Expect a buoyancy force exerted on something when that thing makes a hole in a fluid, replacing the gas or liquid that would otherwise be there. Re-imagine the thing extracted from its environment by choosing to replace the surrounding liquid or gas by a compression force exerted on the thing.
The larger the hole you make, the greater the buoyancy force.
Fluids always have particles moving around in them. Push something into a fluid, and the particles bouncing off the surfaces are the mechanism for the buoyancy force.
You're going to think about making holes in water, using boats. Making these holes results in a buoyancy force on the boat, which supports the boat and its cargo. Buoyancy forces only occur in fluids, so you'll be thinking about pressure and the particles of the fluid bombarding the surfaces of the boat. To think about bombardment on surfaces, we'll choose to make a simple boat. You'll be concentrating on the surfaces at the sides and the bottom.

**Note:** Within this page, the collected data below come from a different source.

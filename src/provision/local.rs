//! EN-010: Local process execution.

use super::ExecOutput;
use crate::core::error::{Error, Result};
use indexmap::IndexMap;
use std::path::Path;
use std::process::{Command, Stdio};

/// Run `program args...` in `cwd` with extra environment bindings, capturing output.
///
/// A non-zero exit is not an error here; callers decide via [`ExecOutput::success`].
pub fn exec_local(
    program: &str,
    args: &[String],
    cwd: &Path,
    env: &IndexMap<String, String>,
) -> Result<ExecOutput> {
    log::debug!("exec {} {} (in {})", program, args.join(" "), cwd.display());

    let output = Command::new(program)
        .args(args)
        .current_dir(cwd)
        .envs(env)
        .stdin(Stdio::null())
        .stdout(Stdio::piped())
        .stderr(Stdio::piped())
        .output()
        .map_err(|e| Error::provisioning("spawn", format!("failed to spawn {}: {}", program, e)))?;

    Ok(ExecOutput {
        exit_code: output.status.code().unwrap_or(-1),
        stdout: String::from_utf8_lossy(&output.stdout).to_string(),
        stderr: String::from_utf8_lossy(&output.stderr).to_string(),
    })
}
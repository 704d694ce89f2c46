//! EN-018: Error taxonomy for declaration, provisioning, and validation failures.
//!
//! Declaration errors are raised before any side effect. Provisioning and
//! validation errors are raised once the lifecycle has started and never
//! prevent teardown.

use std::path::PathBuf;
use thiserror::Error;

/// Errors produced by the harness.
#[derive(Debug, Error)]
pub enum Error {
    /// Source file is not valid block-structured HCL
    #[error("syntax error in {path}: {message}")]
    Syntax {
        /// File being parsed
        path: PathBuf,
        /// Parser diagnostic
        message: String,
    },

    /// A `variable` or `output` block has the wrong label cardinality or a duplicate name
    #[error("malformed {kind} block in {path}: {message}")]
    MalformedDeclaration {
        /// File the block was declared in
        path: PathBuf,
        /// Block type (`variable` or `output`)
        kind: String,
        /// What is wrong with the block
        message: String,
    },

    /// An `output` block has no `value` attribute
    #[error("output '{name}' in {path} has no value attribute")]
    MissingValue {
        /// File the output was declared in
        path: PathBuf,
        /// Output name
        name: String,
    },

    /// A variable default needs references that are not available statically
    #[error("cannot evaluate default of variable '{name}': {message}")]
    UnevaluableDefault {
        /// Variable name
        name: String,
        /// Evaluation diagnostic
        message: String,
    },

    /// An output value needs references that are not available statically
    #[error("cannot evaluate value of output '{name}': {message}")]
    UnevaluableOutput {
        /// Output name
        name: String,
        /// Evaluation diagnostic
        message: String,
    },

    /// A literal has no string form (list, map, null)
    #[error("{kind} '{name}' has a {type_name} value, which has no string form")]
    UnsupportedDefaultType {
        /// Block type (`variable` or `output`)
        kind: String,
        /// Declared name
        name: String,
        /// Literal type that could not be coerced
        type_name: &'static str,
    },

    /// The provisioning collaborator failed
    #[error("provisioning {operation} failed: {message}")]
    Provisioning {
        /// Collaborator operation (`apply`, `output`, `destroy`, ...)
        operation: String,
        /// Details, usually the tool's stderr
        message: String,
    },

    /// An output resolved to an empty value
    #[error("output '{name}' should not be empty")]
    Validation {
        /// Output name
        name: String,
    },

    /// A module file could not be read
    #[error("cannot read {path}: {source}")]
    Read {
        /// File that could not be read
        path: PathBuf,
        /// Underlying IO error
        #[source]
        source: std::io::Error,
    },

    /// The per-invocation workspace could not be staged
    #[error("workspace error: {0}")]
    Workspace(String),

    /// Harness configuration is invalid
    #[error("invalid configuration: {0}")]
    Config(String),

    /// Summary error for a run with failing modules
    #[error("{failed} of {total} module(s) failed")]
    TestsFailed {
        /// Failing invocations
        failed: usize,
        /// All invocations
        total: usize,
    },

    /// IO error
    #[error("IO error: {0}")]
    Io(#[from] std::io::Error),
}

impl Error {
    /// Whether this error was raised while reading declarations, before any side effect.
    pub fn is_declaration_error(&self) -> bool {
        matches!(
            self,
            Error::Syntax { .. }
                | Error::MalformedDeclaration { .. }
                | Error::MissingValue { .. }
                | Error::UnevaluableDefault { .. }
                | Error::UnevaluableOutput { .. }
                | Error::UnsupportedDefaultType { .. }
                | Error::Read { .. }
        )
    }

    pub(crate) fn provisioning(operation: &str, message: impl Into<String>) -> Self {
        Error::Provisioning {
            operation: operation.to_string(),
            message: message.into(),
        }
    }
}

/// Result type for harness operations.
pub type Result<T> = std::result::Result<T, Error>;

#[cfg(test)]
mod tests {
    use super::*;

    #[test]
    fn test_en018_declaration_errors_classified() {
        let syntax = Error::Syntax {
            path: PathBuf::from("variables.tf"),
            message: "unexpected token".to_string(),
        };
        assert!(syntax.is_declaration_error());

        let missing = Error::MissingValue {
            path: PathBuf::from("outputs.tf"),
            name: "id".to_string(),
        };
        assert!(missing.is_declaration_error());

        let prov = Error::provisioning("apply", "exit code 1");
        assert!(!prov.is_declaration_error());
        assert!(!Error::Validation { name: "id".into() }.is_declaration_error());
    }

    #[test]
    fn test_en018_messages() {
        let err = Error::UnsupportedDefaultType {
            kind: "variable".to_string(),
            name: "tags".to_string(),
            type_name: "map",
        };
        assert_eq!(
            err.to_string(),
            "variable 'tags' has a map value, which has no string form"
        );

        let err = Error::Validation {
            name: "resource_group_id".to_string(),
        };
        assert_eq!(err.to_string(), "output 'resource_group_id' should not be empty");

        let err = Error::TestsFailed { failed: 1, total: 3 };
        assert_eq!(err.to_string(), "1 of 3 module(s) failed");
    }
}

Here is how. Start with a boat floating on water.
Make the boat simpler, to help your reasoning.
In a fluid, pressure increases with depth. So the sides of the boat will be at the same pressure, but the top and bottom will be at different pressures.

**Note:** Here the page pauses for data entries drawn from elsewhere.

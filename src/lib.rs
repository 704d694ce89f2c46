//! ensayo: dynamic test harness for declarative infrastructure modules.
//!
//! Reads a module's `variable` and `output` declarations without running it,
//! synthesizes the inputs it needs, then applies it, checks every output
//! resolves to something, and destroys it.

pub mod cli;
pub mod core;
pub mod provenance;
pub mod provision;
pub mod workspace;
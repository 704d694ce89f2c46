//! EN-004: Variable classification: required vs. optional-with-default.
//!
//! Walks `variable` blocks only; every other block kind is skipped. Each
//! variable lands in exactly one of `required` or `optional_defaults`.

use super::error::{Error, Result};
use super::literal::evaluate_literal;
use super::types::{Classification, DeclarationBlock, DeclarationFile, VariableDescriptor};
use std::path::Path;

const KIND: &str = "variable";

/// Classify the variables declared in a file.
pub fn classify(file: &DeclarationFile) -> Result<Classification> {
    let mut classification = Classification::default();

    for block in file.blocks_of(KIND) {
        let descriptor = describe_variable(block, &file.source)?;

        if classification.variable(&descriptor.name).is_some() {
            return Err(Error::MalformedDeclaration {
                path: file.source.clone(),
                kind: KIND.to_string(),
                message: format!("variable '{}' declared more than once", descriptor.name),
            });
        }

        match descriptor.default {
            Some(ref value) => {
                classification
                    .optional_defaults
                    .insert(descriptor.name.clone(), value.clone());
            }
            None => classification.required.push(descriptor.name.clone()),
        }
        classification.variables.push(descriptor);
    }

    log::debug!(
        "{}: {} required, {} optional",
        file.source.display(),
        classification.required.len(),
        classification.optional_defaults.len()
    );
    Ok(classification)
}

/// Build the descriptor for one `variable` block.
fn describe_variable(block: &DeclarationBlock, source: &Path) -> Result<VariableDescriptor> {
    let name = single_label(block, source)?;

    let default = match block.attribute("default") {
        Some(expr) => {
            let literal = evaluate_literal(expr).map_err(|message| Error::UnevaluableDefault {
                name: name.clone(),
                message,
            })?;
            let value = literal
                .to_display_string()
                .map_err(|unsupported| Error::UnsupportedDefaultType {
                    kind: KIND.to_string(),
                    name: name.clone(),
                    type_name: unsupported.0,
                })?;
            Some(value)
        }
        None => None,
    };

    // Informational attributes never fail the classification.
    let declared_type = block.attribute("type").map(|expr| expr.to_string());
    let description = block
        .attribute("description")
        .and_then(|expr| evaluate_literal(expr).ok())
        .and_then(|lit| lit.as_str().map(str::to_string));
    let sensitive = block
        .attribute("sensitive")
        .and_then(|expr| evaluate_literal(expr).ok())
        .and_then(|lit| lit.as_bool())
        .unwrap_or(false);

    Ok(VariableDescriptor {
        name,
        default,
        declared_type,
        description,
        sensitive,
    })
}

/// The block's only label, or a malformed-declaration error.
pub(crate) fn single_label(block: &DeclarationBlock, source: &Path) -> Result<String> {
    match block.labels.as_slice() {
        [name] => Ok(name.clone()),
        labels => Err(Error::MalformedDeclaration {
            path: source.to_path_buf(),
            kind: block.kind.clone(),
            message: format!(
                "{} block should have exactly one label (name), found {}: {:?}",
                block.kind,
                labels.len(),
                labels
            ),
        }),
    }
}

As the pressure increases with depth, so the bombardment gets more intense. Therefore you might expect different surfaces of the boat, at different depths, to experience different bombardments on each piece of the exposed area.
Focus on a surface, and vary the pressure on either side. Increasing the pressure increases the bombardment. A difference in bombardment results in a force.
Think about both the bottom surface and the two surfaces that make up the sides of the boat.
You get a single buoyancy force as a result of all those bombardments. A forces view is simpler.